Your assignment:
The output is the lines below from the one with "Ok(Self::new(name.to_string(), elem.to_string()))" through the one with "let (selector, tail)", both included, printed exactly and with no other line.
Segment Open
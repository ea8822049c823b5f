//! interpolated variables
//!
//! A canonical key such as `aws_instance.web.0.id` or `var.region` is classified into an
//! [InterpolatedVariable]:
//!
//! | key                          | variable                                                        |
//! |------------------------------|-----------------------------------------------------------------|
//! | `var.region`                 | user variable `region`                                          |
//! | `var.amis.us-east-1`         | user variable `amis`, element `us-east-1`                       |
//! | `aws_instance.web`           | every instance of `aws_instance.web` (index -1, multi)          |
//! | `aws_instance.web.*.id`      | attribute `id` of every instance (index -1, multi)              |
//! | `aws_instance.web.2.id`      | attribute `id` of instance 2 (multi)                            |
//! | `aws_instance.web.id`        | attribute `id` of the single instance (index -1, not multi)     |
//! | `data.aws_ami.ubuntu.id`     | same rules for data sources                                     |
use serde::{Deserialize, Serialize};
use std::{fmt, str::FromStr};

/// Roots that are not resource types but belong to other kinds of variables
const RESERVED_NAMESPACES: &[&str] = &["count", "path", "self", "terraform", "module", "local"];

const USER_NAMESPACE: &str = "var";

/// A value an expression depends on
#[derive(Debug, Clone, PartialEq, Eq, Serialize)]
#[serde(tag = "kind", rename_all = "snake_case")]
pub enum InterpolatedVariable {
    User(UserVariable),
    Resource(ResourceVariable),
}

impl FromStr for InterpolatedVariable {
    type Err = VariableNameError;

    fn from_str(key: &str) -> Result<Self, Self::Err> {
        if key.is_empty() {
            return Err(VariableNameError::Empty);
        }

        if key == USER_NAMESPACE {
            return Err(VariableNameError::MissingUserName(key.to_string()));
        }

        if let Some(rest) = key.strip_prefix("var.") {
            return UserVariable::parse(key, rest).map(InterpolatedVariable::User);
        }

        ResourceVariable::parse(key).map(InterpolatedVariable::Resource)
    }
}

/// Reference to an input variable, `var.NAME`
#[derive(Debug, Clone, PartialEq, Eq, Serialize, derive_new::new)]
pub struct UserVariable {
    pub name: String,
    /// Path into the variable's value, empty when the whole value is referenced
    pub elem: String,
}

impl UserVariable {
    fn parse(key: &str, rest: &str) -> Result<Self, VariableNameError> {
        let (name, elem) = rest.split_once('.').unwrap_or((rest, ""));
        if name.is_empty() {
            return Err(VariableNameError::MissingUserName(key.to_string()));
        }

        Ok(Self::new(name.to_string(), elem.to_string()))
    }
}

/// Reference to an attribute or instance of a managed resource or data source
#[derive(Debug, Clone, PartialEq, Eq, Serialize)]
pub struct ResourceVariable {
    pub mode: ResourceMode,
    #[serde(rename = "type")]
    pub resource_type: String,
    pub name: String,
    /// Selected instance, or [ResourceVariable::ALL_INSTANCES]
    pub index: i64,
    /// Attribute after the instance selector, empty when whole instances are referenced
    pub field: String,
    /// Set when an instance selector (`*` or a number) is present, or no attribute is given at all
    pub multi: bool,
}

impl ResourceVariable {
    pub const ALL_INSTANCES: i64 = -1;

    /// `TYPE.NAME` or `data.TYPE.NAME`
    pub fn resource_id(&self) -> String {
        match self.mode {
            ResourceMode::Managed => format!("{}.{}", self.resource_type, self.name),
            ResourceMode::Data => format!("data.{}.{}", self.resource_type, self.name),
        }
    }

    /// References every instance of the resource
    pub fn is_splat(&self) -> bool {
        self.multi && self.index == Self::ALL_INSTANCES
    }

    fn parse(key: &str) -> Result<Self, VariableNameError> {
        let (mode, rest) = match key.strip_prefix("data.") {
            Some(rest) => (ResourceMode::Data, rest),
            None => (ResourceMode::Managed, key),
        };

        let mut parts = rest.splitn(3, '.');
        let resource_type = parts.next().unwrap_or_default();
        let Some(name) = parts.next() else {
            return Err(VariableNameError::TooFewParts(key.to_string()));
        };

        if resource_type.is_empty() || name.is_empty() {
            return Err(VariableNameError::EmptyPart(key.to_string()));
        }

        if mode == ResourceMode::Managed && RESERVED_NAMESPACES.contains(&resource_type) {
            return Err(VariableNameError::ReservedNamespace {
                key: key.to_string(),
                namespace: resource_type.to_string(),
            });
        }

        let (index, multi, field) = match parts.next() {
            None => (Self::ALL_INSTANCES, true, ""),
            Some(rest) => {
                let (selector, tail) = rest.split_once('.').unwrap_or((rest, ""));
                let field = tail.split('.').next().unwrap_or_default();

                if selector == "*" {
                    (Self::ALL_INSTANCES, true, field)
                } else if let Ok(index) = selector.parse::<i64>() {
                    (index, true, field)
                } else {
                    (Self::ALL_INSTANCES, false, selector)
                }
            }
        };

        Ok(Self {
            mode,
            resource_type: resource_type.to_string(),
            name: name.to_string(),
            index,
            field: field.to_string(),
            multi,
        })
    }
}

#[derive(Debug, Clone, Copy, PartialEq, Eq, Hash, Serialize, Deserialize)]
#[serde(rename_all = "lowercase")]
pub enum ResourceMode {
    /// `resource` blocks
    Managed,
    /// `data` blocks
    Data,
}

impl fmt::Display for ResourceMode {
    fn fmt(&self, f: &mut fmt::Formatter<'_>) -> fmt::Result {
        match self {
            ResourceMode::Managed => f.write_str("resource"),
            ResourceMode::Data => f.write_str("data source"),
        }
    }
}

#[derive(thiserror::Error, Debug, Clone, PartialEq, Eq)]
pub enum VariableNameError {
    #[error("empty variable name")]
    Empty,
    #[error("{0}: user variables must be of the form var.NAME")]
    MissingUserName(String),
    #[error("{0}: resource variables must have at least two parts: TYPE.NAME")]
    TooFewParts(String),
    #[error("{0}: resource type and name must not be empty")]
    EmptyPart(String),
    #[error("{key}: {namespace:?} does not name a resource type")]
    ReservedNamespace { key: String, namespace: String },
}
Segment Closed
Answer area:
        Ok(Self::new(name.to_string(), elem.to_string()))
    }
}

/// Reference to an attribute or instance of a managed resource or data source
#[derive(Debug, Clone, PartialEq, Eq, Serialize)]
pub struct ResourceVariable {
    pub mode: ResourceMode,
    #[serde(rename = "type")]
    pub resource_type: String,
    pub name: String,
    /// Selected instance, or [ResourceVariable::ALL_INSTANCES]
    pub index: i64,
    /// Attribute after the instance selector, empty when whole instances are referenced
    pub field: String,
    /// Set when an instance selector (`*` or a number) is present, or no attribute is given at all
    pub multi: bool,
}

impl ResourceVariable {
    pub const ALL_INSTANCES: i64 = -1;

    /// `TYPE.NAME` or `data.TYPE.NAME`
    pub fn resource_id(&self) -> String {
        match self.mode {
            ResourceMode::Managed => format!("{}.{}", self.resource_type, self.name),
            ResourceMode::Data => format!("data.{}.{}", self.resource_type, self.name),
        }
    }

    /// References every instance of the resource
    pub fn is_splat(&self) -> bool {
        self.multi && self.index == Self::ALL_INSTANCES
    }

    fn parse(key: &str) -> Result<Self, VariableNameError> {
        let (mode, rest) = match key.strip_prefix("data.") {
            Some(rest) => (ResourceMode::Data, rest),
            None => (ResourceMode::Managed, key),
        };

        let mut parts = rest.splitn(3, '.');
        let resource_type = parts.next().unwrap_or_default();
        let Some(name) = parts.next() else {
            return Err(VariableNameError::TooFewParts(key.to_string()));
        };

        if resource_type.is_empty() || name.is_empty() {
            return Err(VariableNameError::EmptyPart(key.to_string()));
        }

        if mode == ResourceMode::Managed && RESERVED_NAMESPACES.contains(&resource_type) {
            return Err(VariableNameError::ReservedNamespace {
                key: key.to_string(),
                namespace: resource_type.to_string(),
            });
        }

        let (index, multi, field) = match parts.next() {
            None => (Self::ALL_INSTANCES, true, ""),
            Some(rest) => {
                let (selector, tail) = rest.split_once('.').unwrap_or((rest, ""));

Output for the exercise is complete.